AI model training requires enormous amounts of data, which include copyright-protected materials. The EU has introduced an exemption to the reproduction right, which permits the reproduction of works for the purposes of text and data mining (TDM).[1] What was not immediately obvious was that the TDM exemption applies to AI training, as the Digital Single Market (DSM) Directive does not mention AI. However, there no longer seems to be any dispute about its applicability.
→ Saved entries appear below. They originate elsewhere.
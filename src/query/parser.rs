// Copyright 2024 OctoFHIR Team
//
// Licensed under the Apache License, Version 2.0 (the "License");
// you may not use this file except in compliance with the License.
// You may obtain a copy of the License at
//
//     http://www.apache.org/licenses/LICENSE-2.0
//
// Unless required by applicable law or agreed to in writing, software
// distributed under the License is distributed on an "AS IS" BASIS,
// WITHOUT WARRANTIES OR CONDITIONS OF ANY KIND, either express or implied.
// See the License for the specific language governing permissions and
// limitations under the License.

//! nom-based parser for the query language
//!
//! ```text
//! query     := foreach | concat | forsegloop | hierarchy | element
//! foreach   := "FOREACH(" TAG ")=>" query
//! concat    := "CONCAT(" query "," LITERAL ")=>" query
//! forsegloop:= "FORSEGLOOP(" PATHSPEC ")=>" ( "*" | query )
//! hierarchy := "HL" ( "+" CODE )+ "-" element
//! element   := ( TAG "-" )* ELEMENTREF ( ":" ELEMENTREF "[\"" VALUE "\"]" )*
//! ```

use super::ast::{ElementQuery, ElementRef, LoopQuery, Qualifier, QueryExpr};
use super::path_matcher::PathMatcher;
use crate::error::{Result, X12Error};
use nom::{
    IResult, Parser,
    branch::alt,
    bytes::complete::{tag, take_until, take_while1},
    character::complete::char,
    combinator::{all_consuming, map},
    multi::{many0, many1},
    sequence::{delimited, preceded, terminated},
};

/// Parser error carrying the remaining input at the failure point
#[derive(Debug, Clone, PartialEq)]
enum QueryParseError<'a> {
    Syntax { input: &'a str, message: String },
    Pattern(X12Error),
}

impl<'a> QueryParseError<'a> {
    fn syntax(input: &'a str, message: impl Into<String>) -> Self {
        QueryParseError::Syntax {
            input,
            message: message.into(),
        }
    }
}

impl<'a> nom::error::ParseError<&'a str> for QueryParseError<'a> {
    fn from_error_kind(input: &'a str, kind: nom::error::ErrorKind) -> Self {
        let message = match kind {
            nom::error::ErrorKind::Eof => "unexpected trailing input".to_string(),
            nom::error::ErrorKind::TakeWhile1 => "expected a tag or element reference".to_string(),
            nom::error::ErrorKind::TakeUntil => "unterminated macro argument".to_string(),
            other => format!("unexpected input ({other:?})"),
        };
        QueryParseError::syntax(input, message)
    }

    fn append(_input: &'a str, _kind: nom::error::ErrorKind, other: Self) -> Self {
        other
    }

    fn or(self, other: Self) -> Self {
        // Keep whichever alternative got further into the query
        let keep_self = match (&self, &other) {
            (QueryParseError::Pattern(_), _) => true,
            (_, QueryParseError::Pattern(_)) => false,
            (
                QueryParseError::Syntax { input: a, .. },
                QueryParseError::Syntax { input: b, .. },
            ) => a.len() <= b.len(),
        };
        if keep_self { self } else { other }
    }
}

type ParseResult<'a, T> = IResult<&'a str, T, QueryParseError<'a>>;

/// Parse a query string into an expression
pub fn parse_query(query: &str) -> Result<QueryExpr> {
    let trimmed = query.trim();
    if trimmed.is_empty() {
        return Err(X12Error::query_syntax(query, 0, "query is empty"));
    }
    let offset = query.len() - query.trim_start().len();

    match all_consuming(expression).parse(trimmed) {
        Ok((_, expr)) => Ok(expr),
        Err(nom::Err::Error(e) | nom::Err::Failure(e)) => Err(match e {
            QueryParseError::Pattern(err) => err,
            QueryParseError::Syntax { input, message } => {
                X12Error::query_syntax(query, offset + trimmed.len() - input.len(), message)
            }
        }),
        Err(nom::Err::Incomplete(_)) => Err(X12Error::query_syntax(
            query,
            query.len(),
            "unexpected end of query",
        )),
    }
}

fn expression(input: &str) -> ParseResult<'_, QueryExpr> {
    alt((for_each, concat, for_seg_loop, hierarchy, map(element_query, QueryExpr::Element)))
        .parse(input)
}

fn for_each(input: &str) -> ParseResult<'_, QueryExpr> {
    let (input, loop_tag) = delimited(tag("FOREACH("), alphanumeric, tag(")=>")).parse(input)?;
    let (input, query) = expression.parse(input)?;
    Ok((
        input,
        QueryExpr::ForEach {
            loop_tag: loop_tag.to_string(),
            query: Box::new(query),
        },
    ))
}

fn concat(input: &str) -> ParseResult<'_, QueryExpr> {
    let (input, left) = preceded(tag("CONCAT("), expression).parse(input)?;
    let (input, separator) =
        delimited(char(','), take_until(")=>"), tag(")=>")).parse(input)?;
    let (input, right) = expression.parse(input)?;
    Ok((
        input,
        QueryExpr::Concat {
            left: Box::new(left),
            separator: separator.to_string(),
            right: Box::new(right),
        },
    ))
}

fn for_seg_loop(input: &str) -> ParseResult<'_, QueryExpr> {
    let (rest, spec) =
        delimited(tag("FORSEGLOOP("), take_until(")=>"), tag(")=>")).parse(input)?;
    let path = PathMatcher::compile(spec)
        .map_err(|err| nom::Err::Failure(QueryParseError::Pattern(err)))?;
    let (rest, query) = alt((
        map(char('*'), |_| LoopQuery::AllElements),
        map(expression, |q| LoopQuery::Query(Box::new(q))),
    ))
    .parse(rest)?;
    Ok((rest, QueryExpr::ForSegLoop { path, query }))
}

fn hierarchy(input: &str) -> ParseResult<'_, QueryExpr> {
    let (input, levels) = preceded(
        tag("HL"),
        terminated(many1(preceded(char('+'), alphanumeric)), char('-')),
    )
    .parse(input)?;
    let (input, query) = element_query.parse(input)?;
    Ok((
        input,
        QueryExpr::Hierarchy {
            levels: levels.into_iter().map(str::to_string).collect(),
            query,
        },
    ))
}

fn element_query(input: &str) -> ParseResult<'_, ElementQuery> {
    let (input, path) = many0(terminated(alphanumeric, char('-'))).parse(input)?;
    let (input, target) = element_ref(input)?;
    let (input, qualifiers) = many0(preceded(char(':'), qualifier)).parse(input)?;
    Ok((
        input,
        ElementQuery {
            path: path.into_iter().map(str::to_string).collect(),
            target,
            qualifiers,
        },
    ))
}

fn qualifier(input: &str) -> ParseResult<'_, Qualifier> {
    let (input, element) = element_ref(input)?;
    let (input, value) = delimited(tag("[\""), take_until("\"]"), tag("\"]")).parse(input)?;
    Ok((
        input,
        Qualifier {
            element,
            value: value.to_string(),
        },
    ))
}

/// `TAG` followed by a two-digit element position
fn element_ref(input: &str) -> ParseResult<'_, ElementRef> {
    let (rest, token) = alphanumeric(input)?;
    let split = token.len().saturating_sub(2);
    let (segment_tag, digits) = token.split_at(split);
    if segment_tag.is_empty() || !digits.bytes().all(|b| b.is_ascii_digit()) {
        return Err(nom::Err::Error(QueryParseError::syntax(
            input,
            format!("'{token}' is not an element reference such as REF02"),
        )));
    }
    let index = digits.parse::<usize>().unwrap_or_default();
    if index == 0 {
        return Err(nom::Err::Error(QueryParseError::syntax(
            input,
            format!("element positions start at 01 in '{token}'"),
        )));
    }
    Ok((rest, ElementRef::new(segment_tag, index)))
}

fn alphanumeric(input: &str) -> ParseResult<'_, &str> {
    take_while1(|c: char| c.is_ascii_alphanumeric()).parse(input)
}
To balance the interests of users and rightsholders, an opt-out mechanism has been introduced in the case of TDM conducted for purposes other than scientific research[2]. Rightsholders can prohibit the use of works for TDM purposes through explicit reservation of use in an appropriate manner, such as machine-readable means in the case of content made publicly available online.
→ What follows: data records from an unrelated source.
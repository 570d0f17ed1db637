// Copyright 2024 OctoFHIR Team
//
// Licensed under the Apache License, Version 2.0 (the "License");
// you may not use this file except in compliance with the License.
// You may obtain a copy of the License at
//
//     http://www.apache.org/licenses/LICENSE-2.0
//
// Unless required by applicable law or agreed to in writing, software
// distributed under the License is distributed on an "AS IS" BASIS,
// WITHOUT WARRANTIES OR CONDITIONS OF ANY KIND, either express or implied.
// See the License for the specific language governing permissions and
// limitations under the License.

//! Simple CLI for X12 parsing and querying
//!
//! Parses EDI documents into JSON and evaluates queries against them.

use clap::{Parser, Subcommand};
use octofhir_x12::{Document, QueryEngine, TransactionMap, X12Options, X12Parser};
use serde::Serialize;
use std::fs;
use std::io::{self, Read};
use std::process;

#[derive(Parser)]
#[command(name = "octofhir-x12")]
#[command(about = "Simple X12 CLI for parsing EDI documents and evaluating queries")]
#[command(version)]
#[command(author = "OctoFHIR Team <funyloony@gmail.com>")]
struct Cli {
    /// Enable debug logging
    #[arg(short, long, global = true)]
    verbose: bool,

    #[command(subcommand)]
    command: Commands,
}

#[derive(Subcommand)]
enum Commands {
    /// Parse an EDI document and print its tree as JSON
    Parse {
        /// EDI file (reads from stdin if not provided)
        file: Option<String>,
        /// Fail on structural problems instead of warning
        #[arg(short, long)]
        strict: bool,
        /// Pretty-print JSON output
        #[arg(short, long)]
        pretty: bool,
    },
    /// Evaluate a query against an EDI document
    Query {
        /// Query to evaluate, e.g. REF02:REF01["DP"]
        query: String,
        /// EDI file (reads from stdin if not provided)
        file: Option<String>,
        /// Fail on structural problems instead of warning
        #[arg(short, long)]
        strict: bool,
        /// Print only the first match or the aggregated macro result
        #[arg(long)]
        single: bool,
        /// Pretty-print JSON output
        #[arg(short, long)]
        pretty: bool,
        /// Print values only, one per line
        #[arg(short, long)]
        quiet: bool,
    },
    /// Project every transaction through a JSON mapping schema
    Map {
        /// JSON mapping schema file
        schema: String,
        /// EDI file (reads from stdin if not provided)
        file: Option<String>,
        /// Fail on structural problems instead of warning
        #[arg(short, long)]
        strict: bool,
        /// Pretty-print JSON output
        #[arg(short, long)]
        pretty: bool,
    },
}

fn main() {
    // Setup human-panic for better error messages
    human_panic::setup_panic!();

    let cli = Cli::parse();

    env_logger::Builder::from_env(env_logger::Env::default().default_filter_or(if cli.verbose {
        "debug"
    } else {
        "warn"
    }))
    .init();

    match cli.command {
        Commands::Parse {
            file,
            strict,
            pretty,
        } => handle_parse(file.as_deref(), strict, pretty),
        Commands::Query {
            query,
            file,
            strict,
            single,
            pretty,
            quiet,
        } => handle_query(&query, file.as_deref(), strict, single, pretty, quiet),
        Commands::Map {
            schema,
            file,
            strict,
            pretty,
        } => handle_map(&schema, file.as_deref(), strict, pretty),
    }
}

fn parser(strict: bool) -> X12Parser {
    X12Parser::with_options(X12Options::new().with_strict(strict))
}

fn read_input(file: Option<&str>) -> String {
    if let Some(filename) = file {
        match fs::read_to_string(filename) {
            Ok(content) => content,
            Err(e) => {
                eprintln!("Error reading file '{filename}': {e}");
                process::exit(1);
            }
        }
    } else {
        let mut buffer = String::new();
        if let Err(e) = io::stdin().read_to_string(&mut buffer) {
            eprintln!("Error reading from stdin: {e}");
            process::exit(1);
        }
        buffer
    }
}

fn parse_document(file: Option<&str>, strict: bool) -> Document {
    let content = read_input(file);
    match parser(strict).parse(content.as_str()) {
        Ok(document) => document,
        Err(e) => {
            eprintln!("Error parsing document: {e}");
            process::exit(1);
        }
    }
}

fn print_json<T: Serialize + std::fmt::Debug>(value: &T, pretty: bool) {
    let output = if pretty {
        serde_json::to_string_pretty(value)
    } else {
        serde_json::to_string(value)
    };
    match output {
        Ok(json) => println!("{json}"),
        Err(_) => println!("{value:?}"),
    }
}

fn handle_parse(file: Option<&str>, strict: bool, pretty: bool) {
    let document = parse_document(file, strict);
    log::info!("parsed {} interchanges", document.len());
    print_json(&document, pretty);
}

fn handle_query(query: &str, file: Option<&str>, strict: bool, single: bool, pretty: bool, quiet: bool) {
    let document = parse_document(file, strict);
    let engine = QueryEngine::with_parser(parser(strict));

    if single {
        match engine.query_single(query, &document) {
            Ok(Some(result)) if quiet => {
                for value in result.values() {
                    println!("{value}");
                }
            }
            Ok(result) => print_json(&result, pretty),
            Err(e) => {
                eprintln!("Error evaluating query: {e}");
                process::exit(1);
            }
        }
        return;
    }

    match engine.query(query, &document) {
        Ok(matches) if quiet => {
            for found in &matches {
                println!("{}", found.value);
            }
        }
        Ok(matches) => print_json(&matches, pretty),
        Err(e) => {
            eprintln!("Error evaluating query: {e}");
            process::exit(1);
        }
    }
}

fn handle_map(schema: &str, file: Option<&str>, strict: bool, pretty: bool) {
    let map = match fs::read_to_string(schema)
        .map_err(|e| e.to_string())
        .and_then(|json| TransactionMap::from_json(&json).map_err(|e| e.to_string()))
    {
        Ok(map) => map,
        Err(e) => {
            eprintln!("Error loading mapping schema '{schema}': {e}");
            process::exit(1);
        }
    };

    let document = parse_document(file, strict);
    let engine = QueryEngine::with_parser(parser(strict));
    let mut objects = Vec::new();
    for interchange in &document.interchanges {
        for transaction in interchange.transactions() {
            match map.to_object(&engine, transaction) {
                Ok(object) => objects.push(object),
                Err(e) => {
                    eprintln!("Error mapping transaction {}: {e}", transaction.control_number());
                    process::exit(1);
                }
            }
        }
    }
    print_json(&objects, pretty);
}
The opt-out mechanism is implemented in various ways among member states. Some expressly require that rights be reserved by machine-readable means if a work is available online (e.g. Poland), while others, such as Italy, do not.

A recently published study commissioned by the EUIPO – The Development of Generative Artificial Intelligence from a Copyright Perspective[3] confirms that the implementation and efficiency of opt-out mechanisms poses challenges.

Examples of questions regarding opt-out with respect to online works include:

  1. does reservation of rights made in natural language (e.g. in terms and conditions on a website) always meet the machine-readable criterion?
  2. can collective management organisations reserve rights in a general manner concerning their entire repertoire?
  3. can a licensee reserve rights in a valid manner?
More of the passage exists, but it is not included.